In recent years there has been an absolute onslaught of fear around issues of climate change. The media loves to accentuate the imminent apocalyptic doom destined to destroy the Earth. Supposedly civilization as we know it, and possibly even life itself, are about to vanish in an almost instantaneous way. As outrageous as those predictions of immediate and final extinction are, there are many, even if they don’t want to admit it, who are fearful of the future. Even for those who support action on climate change, it is tiresome, annoying, and depressing to be constantly bombarded with announcements of doom.

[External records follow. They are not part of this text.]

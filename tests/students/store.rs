//! Record store behavior over a real file.

use std::fs;

use serde_json::{json, Value};
use student_records::{JsonFileStore, RecordStore, StoreError};

use crate::support::{ada, data_file, fields, file_store};

#[test]
fn insert_then_find_round_trips() {
    let (_dir, store) = file_store();

    let input = json!({ "name": "Grace", "age": 17, "className": "11C", "guardian": "M. Hopper" });
    let created = store.insert(fields(input.clone())).unwrap();
    let id = created.id().unwrap();

    let found = store.find_by_id(&id).unwrap();
    let mut expected = fields(input);
    expected.insert("id".into(), json!(id));
    assert_eq!(Value::from(found), Value::Object(expected));
}

#[test]
fn ids_continue_from_the_largest_on_disk() {
    let (dir, store) = file_store();
    fs::write(
        data_file(&dir),
        r#"[{"id":"1","name":"A"},{"id":"2","name":"B"},{"id":"5","name":"C"}]"#,
    )
    .unwrap();

    let created = store.insert(fields(ada())).unwrap();
    assert_eq!(created.id().as_deref(), Some("6"));

    let ids: Vec<String> = store.load_all().iter().filter_map(|r| r.id()).collect();
    assert_eq!(ids, vec!["1", "2", "5", "6"]);
}

#[test]
fn update_merges_instead_of_replacing() {
    let (_dir, store) = file_store();
    store.insert(fields(ada())).unwrap();

    let merged = store.update_by_id("1", fields(json!({ "age": 17 }))).unwrap();
    assert_eq!(
        Value::from(merged),
        json!({ "name": "Ada", "age": 17, "className": "10A", "id": "1" })
    );

    let reread = store.find_by_id("1").unwrap();
    assert_eq!(reread.name(), Some("Ada"));
    assert_eq!(reread.class_name(), Some("10A"));
    assert_eq!(reread.age(), Some(17.0));
}

#[test]
fn deleting_a_missing_id_is_not_found_and_changes_nothing() {
    let (_dir, store) = file_store();
    store.insert(fields(ada())).unwrap();
    let before = store.load_all();

    let err = store.delete_by_id("42").unwrap_err();
    assert_eq!(err, StoreError::NotFound { id: "42".into() });
    assert_eq!(store.load_all(), before);
}

#[test]
fn every_operation_rereads_the_file() {
    let (dir, store) = file_store();
    store.insert(fields(ada())).unwrap();

    // Another writer replaces the file behind the store's back.
    fs::write(data_file(&dir), r#"[{"id":"9","name":"Zed"}]"#).unwrap();

    assert!(store.find_by_id("1").is_none());
    assert_eq!(store.find_by_id("9").unwrap().name(), Some("Zed"));
}

#[test]
fn unreadable_and_corrupt_files_read_as_empty() {
    let (dir, store) = file_store();

    fs::write(data_file(&dir), "[{\"id\": \"1\",").unwrap();
    assert!(store.load_all().is_empty());

    fs::write(data_file(&dir), "{\"id\": \"1\"}").unwrap();
    assert!(store.load_all().is_empty());

    // A directory where the file should be cannot be read as a file.
    let as_dir = JsonFileStore::new(dir.path());
    assert!(as_dir.load_all().is_empty());
}

#[test]
fn persist_failure_is_distinct_from_not_found() {
    let dir = tempfile::tempdir().unwrap();
    let store = JsonFileStore::new(dir.path().join("no-such-dir").join("students.json"));

    let err = store.insert(fields(ada())).unwrap_err();
    assert!(!err.is_not_found());
    assert!(matches!(err, StoreError::Storage { .. }));
}

#[test]
fn separate_handles_on_one_file_see_each_other() {
    let (dir, store) = file_store();
    let other = JsonFileStore::new(data_file(&dir));

    store.insert(fields(ada())).unwrap();
    let second = other.insert(fields(json!({ "name": "Bo" }))).unwrap();

    assert_eq!(second.id().as_deref(), Some("2"));
    assert_eq!(store.load_all().len(), 2);
}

Craig Childs, author of Apocalyptic Planet, is on a mission to discover what the end of the world will really look like. He travels the world to experience the most uninhabitable regions on earth. His discoveries are both humbling and thought-provoking. His book is neither positive nor negative, but rather neutral. Childs doesn’t lambaste modernity or suggest the need for a massive paradigm shift. Instead, he cites facts and highlights the reality that the Earth is over four billion years old and is in a constant state of flux. While anthropogenic impacts are indeed accelerating certain processes, one fact remains certain: there are bigger, stronger, and slower forces at work that we are not yet able to fully understand. It’s not that Childs advocates passivity, but that he puts our role and efforts into perspective:

The Earth is a seed planting itself over and over. And we are not the gardeners.  We are no benevolent being leaving the house every morning with a watering can and a towel to dig up weeds wiping our brows midday to marvel at our handiwork.  Instead, we are within the seed itself.  We are part of its cells and the hardness of its coat, our place not to marvel at the futility and smallness of ourselves, but to keep life moving. What we do now, from the inside, determines the vigor of that seed, how long it might live and plant itself again.
This is a fantastic book, one that provides a refreshing clarity.